Le 30 juin 1919, les troupes de Wrangel se sont emparées de Tsaritsyne (aujourd’hui Volgograd), que les Blancs avant lui avaient pris d’assaut sans succès à trois reprises. Le 3 juillet, Denikine y a ainsi signé la « Directive de Moscou » sur l’offensive décisive contre la capitale.
Le baron a critiqué le plan pour sa trop grande dispersion des forces et son manque de manœuvre, le qualifiant de « condamnation à mort des Forces armées du Sud de la Russie ». Il a néanmoins participé, avec ses troupes, à sa mise en œuvre.
Les Forces armées du Sud de la Russie ont, comme il l’avait prédit, bel et bien été vaincues et repoussées jusqu’à la péninsule de Crimée. Denikine a quitté son poste de commandant, repris, en avril 1920, par le baron Wrangel en personne.
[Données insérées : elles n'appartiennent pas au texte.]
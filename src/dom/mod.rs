pub mod filter;
pub mod parser;
pub mod protect;

use std::collections::BTreeSet;

/// Tag, id and classes of one element, as seen by the tag scanner.
#[derive(Debug, Clone, Default, PartialEq, Eq)]
pub struct Element {
    pub tag: String,
    pub id: Option<String>,
    pub classes: BTreeSet<String>,
}

impl Element {
    pub fn new(tag: impl Into<String>) -> Self {
        Self {
            tag: tag.into(),
            id: None,
            classes: BTreeSet::new(),
        }
    }

    pub fn with_id(mut self, id: impl Into<String>) -> Self {
        self.id = Some(id.into());
        self
    }

    pub fn with_class(mut self, class: impl Into<String>) -> Self {
        self.classes.insert(class.into());
        self
    }

    pub fn has_class(&self, class: &str) -> bool {
        self.classes.contains(class)
    }
}

/// A paragraph-like element located in a content buffer.
///
/// Offsets are byte offsets into the scanned buffer: `open_offset` points at
/// the `<` of the opening tag and `close_offset` just past the `>` of the
/// closing tag, so `&content[open_offset..close_offset]` is the whole element.
#[derive(Debug, Clone, PartialEq, Eq)]
pub struct Unit {
    pub element: Element,
    /// Ancestors, outermost first.
    pub lineage: Vec<Element>,
    pub open_offset: usize,
    pub close_offset: usize,
}

impl Unit {
    pub fn tag(&self) -> &str {
        &self.element.tag
    }

    pub fn markup<'a>(&self, content: &'a str) -> &'a str {
        content.get(self.open_offset..self.close_offset).unwrap_or("")
    }

    /// Words of visible text inside the unit.
    pub fn word_count(&self, content: &str) -> usize {
        word_count(self.markup(content))
    }
}

/// Count whitespace-separated words in markup, ignoring everything inside tags.
pub fn word_count(markup: &str) -> usize {
    let mut count = 0;
    let mut in_tag = false;
    let mut in_word = false;
    for ch in markup.chars() {
        match ch {
            '<' => {
                in_tag = true;
                in_word = false;
            }
            '>' if in_tag => in_tag = false,
            _ if in_tag => {}
            c if c.is_whitespace() => in_word = false,
            _ => {
                if !in_word {
                    count += 1;
                    in_word = true;
                }
            }
        }
    }
    count
}
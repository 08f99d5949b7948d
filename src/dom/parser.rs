//! Streaming tag scanner.
//!
//! Finds unit elements (paragraph-like tags) in raw markup without building a
//! document tree. Each unit carries byte offsets usable for direct splicing
//! and the chain of open ancestors at the point it was closed.

use std::collections::HashSet;
use std::sync::LazyLock;

use regex::Regex;

use crate::dom::{Element, Unit};

/// Tags that never have a closing counterpart.
const VOID_TAGS: &[&str] = &[
    "area", "base", "br", "col", "embed", "hr", "img", "input", "link", "meta", "param",
    "source", "track", "wbr",
];

/// Tags whose bodies are raw text and must not be scanned for markup.
const RAW_TEXT_TAGS: &[&str] = &["script", "style", "textarea", "title", "xmp"];

/// A quote opens a value only right after `=`; elsewhere it is a literal.
static TAG_RE: LazyLock<Regex> = LazyLock::new(|| {
    Regex::new(
        r#"^<(/?)([A-Za-z][A-Za-z0-9:_-]*)((?:\s*=\s*(?:"[^"]*"|'[^']*'|[^\s>]*)|[^>=])*)>"#,
    )
    .expect("tag pattern is a valid regex")
});

static ATTR_RE: LazyLock<Regex> = LazyLock::new(|| {
    Regex::new(r#"(?i)(?:^|\s)(id|class)\s*=\s*(?:"([^"]*)"|'([^']*)'|([^\s>]+))"#)
        .expect("attribute pattern is a valid regex")
});

struct OpenElement {
    element: Element,
    open_offset: usize,
}

/// Scan `content` for elements named in `unit_tags`.
///
/// Units come back ordered by opening offset. Unclosed or stray tags are
/// dropped; the scan never fails.
pub fn parse_units<S: AsRef<str>>(content: &str, unit_tags: &[S]) -> Vec<Unit> {
    let wanted: HashSet<String> = unit_tags
        .iter()
        .map(|t| t.as_ref().trim().to_ascii_lowercase())
        .filter(|t| !t.is_empty())
        .collect();
    if wanted.is_empty() || content.is_empty() {
        return Vec::new();
    }

    // ASCII lowering keeps byte offsets identical to `content`.
    let lower = content.to_ascii_lowercase();
    let mut stack: Vec<OpenElement> = Vec::new();
    let mut units = Vec::new();
    let mut pos = 0;

    while let Some(rel) = content[pos..].find('<') {
        let start = pos + rel;
        let rest = &content[start..];

        if rest.starts_with("<!--") {
            pos = match lower[start + 4..].find("-->") {
                Some(end) => start + 4 + end + 3,
                None => break,
            };
            continue;
        }
        if rest.starts_with("<!") || rest.starts_with("<?") {
            pos = match rest.find('>') {
                Some(end) => start + end + 1,
                None => break,
            };
            continue;
        }

        let Some(caps) = TAG_RE.captures(rest) else {
            pos = start + 1;
            continue;
        };
        let end = start + caps[0].len();
        let closing = !caps[1].is_empty();
        let name = caps[2].to_ascii_lowercase();
        let attrs = caps.get(3).map_or("", |m| m.as_str());

        if closing {
            if let Some(idx) = stack.iter().rposition(|o| o.element.tag == name) {
                // Anything opened after the match was never closed.
                stack.truncate(idx + 1);
                if let Some(open) = stack.pop() {
                    if wanted.contains(&name) {
                        units.push(Unit {
                            element: open.element,
                            lineage: stack.iter().map(|o| o.element.clone()).collect(),
                            open_offset: open.open_offset,
                            close_offset: end,
                        });
                    }
                }
            }
            pos = end;
            continue;
        }

        if RAW_TEXT_TAGS.contains(&name.as_str()) {
            let needle = format!("</{}", name);
            pos = match lower[end..].find(&needle) {
                Some(close) => end + close,
                None => break,
            };
            continue;
        }

        let self_closing = attrs.trim_end().ends_with('/');
        if !self_closing && !VOID_TAGS.contains(&name.as_str()) {
            stack.push(OpenElement {
                element: describe(name, attrs),
                open_offset: start,
            });
        }
        pos = end;
    }

    units.sort_by_key(|u| u.open_offset);
    units
}

fn describe(tag: String, attrs: &str) -> Element {
    let mut element = Element::new(tag);
    for caps in ATTR_RE.captures_iter(attrs) {
        let value = caps
            .get(2)
            .or_else(|| caps.get(3))
            .or_else(|| caps.get(4))
            .map_or("", |m| m.as_str());
        if caps[1].eq_ignore_ascii_case("id") {
            if element.id.is_none() && !value.trim().is_empty() {
                element.id = Some(value.trim().to_string());
            }
        } else {
            element
                .classes
                .extend(value.split_whitespace().map(str::to_string));
        }
    }
    element
}

#[cfg(test)]
mod tests {
    use super::*;

    #[test]
    fn finds_units_with_offsets() {
        let html = "<div id=\"main\"><p>One</p><p class=\"lead x\">Two</p></div>";
        let units = parse_units(html, &["p"]);
        assert_eq!(units.len(), 2);
        assert_eq!(units[0].markup(html), "<p>One</p>");
        assert_eq!(units[1].markup(html), "<p class=\"lead x\">Two</p>");
        assert!(units[1].element.has_class("lead"));
        assert!(units[1].element.has_class("x"));
        assert_eq!(units[0].lineage.len(), 1);
        assert_eq!(units[0].lineage[0].id.as_deref(), Some("main"));
    }

    #[test]
    fn byte_offsets_survive_multibyte_text() {
        let html = "<p>héllo wörld</p><p>ß</p>";
        let units = parse_units(html, &["p"]);
        assert_eq!(units.len(), 2);
        assert_eq!(units[1].open_offset, "<p>héllo wörld</p>".len());
        assert_eq!(units[1].markup(html), "<p>ß</p>");
    }

    #[test]
    fn ignores_markup_inside_scripts_and_comments() {
        let html = r#"<p>a</p><script>var s = "<p>fake</p>";</script><!-- <p>old</p> --><p>b</p>"#;
        let units = parse_units(html, &["p"]);
        assert_eq!(units.len(), 2);
        assert_eq!(units[1].markup(html), "<p>b</p>");
    }

    #[test]
    fn drops_unclosed_and_stray_tags() {
        let html = "<div><p>open<span>x</span></div></p><p>ok</p></em>";
        let units = parse_units(html, &["p"]);
        assert_eq!(units.len(), 1);
        assert_eq!(units[0].markup(html), "<p>ok</p>");
    }

    #[test]
    fn void_and_self_closing_tags_are_not_ancestors() {
        let html = "<section><img src=\"a.png\"><br/><P>x</P></section>";
        let units = parse_units(html, &["p"]);
        assert_eq!(units.len(), 1);
        let lineage: Vec<&str> = units[0].lineage.iter().map(|e| e.tag.as_str()).collect();
        assert_eq!(lineage, vec!["section"]);
    }

    #[test]
    fn attribute_values_may_contain_angle_brackets() {
        let html = r#"<p data-x="a>b">text</p>"#;
        let units = parse_units(html, &["p"]);
        assert_eq!(units.len(), 1);
        assert_eq!(units[0].close_offset, html.len());
    }

    #[test]
    fn apostrophes_in_unquoted_values_are_literal() {
        let html = "<p class=it's>One</p><p>Two</p><p>It's three</p>";
        let units = parse_units(html, &["p"]);
        assert_eq!(units.len(), 3);
        assert!(units[0].element.has_class("it's"));
        assert_eq!(units[0].markup(html), "<p class=it's>One</p>");
        assert_eq!(units[2].markup(html), "<p>It's three</p>");
    }

    #[test]
    fn empty_or_garbage_input_yields_nothing() {
        assert!(parse_units("", &["p"]).is_empty());
        assert!(parse_units("<<<>>> < p >", &["p"]).is_empty());
        assert!(parse_units("<p>x</p>", &[] as &[&str]).is_empty());
    }
}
À son initiative, les Forces armées du Sud de la Russie ont alors été rebaptisées Armée russe.
La Crimée s’est en cette occasion imposée comme le dernier bastion du mouvement blanc dans le sud du pays. Wrangel est parvenu à réorganiser les troupes et s’est engagé dans la politique intérieure, essayant de faire de la péninsule un exemple à suivre pour le reste de la Russie.
C’est ainsi, notamment, que le baron a procédé à une réforme agraire. La majeure partie des terres des propriétaires a été transférée à la paysannerie contre une caution qui devait être versée à l’État. L’État, à son tour, devait payer les propriétaires des terres aliénées. Cependant, le régime de Wrangel n’a pas obtenu un large soutien de la part des paysans par ces mesures.
Par ailleurs, Wrangel a abandonné l’idée maîtresse du mouvement blanc – « une Russie une et indivisible » – et a tenté d’établir une coopération militaire avec l’un ou l’autre des centres politiques qui émergeaient sur le territoire de l’empire anéanti. Sans succès, il est vrai.
Pendant longtemps, la Crimée de Wrangel s’est maintenue grâce au fait que l’Armée rouge menait une lourde guerre contre la Pologne et avait donc d’autres priorités. Au début du mois de juin 1920, les troupes blanches sont même parvenues à envahir la côte septentrionale de la mer Noire et à prendre le contrôle d’un certain nombre de territoires, qu’elles ont cependant rapidement abandonnés.
À l’automne de la même année, la phase active de la guerre soviéto-polonaise a pris fin et les bolcheviks ont jeté toutes leurs forces sur Wrangel. En novembre 1920, l’Armée rouge a percé les lignes de défense blanches sur l’isthme de Perekop et a pris d’assaut la péninsule. La Crimée blanche était déjà condamnée.
En l’espace de trois jours, l’Armée russe, son commandant et les civils fuyant les bolcheviks – environ 146 000 personnes au total – ont évacué la péninsule avec le soutien des flottes de l’Entente. Il ne restait par conséquent plus aucun opposant au pouvoir soviétique de l’envergure de Wrangel en Russie.
En exil, Piotr Wrangel a créé une grande organisation antisoviétique, l’Union générale des combattants russes, qui a réuni, au milieu des années 1920, jusqu’à 100 000 anciens gardes blancs. Ils devaient participer à la future guerre de l’Entente contre les bolcheviks.
Cependant, le baron ne connaîtra aucun nouvel affrontement contre l’Armée rouge. Il est subitement, en 1928, décédé de la tuberculose, mais une version veut que les services secrets soviétiques aient joué un rôle dans sa mort.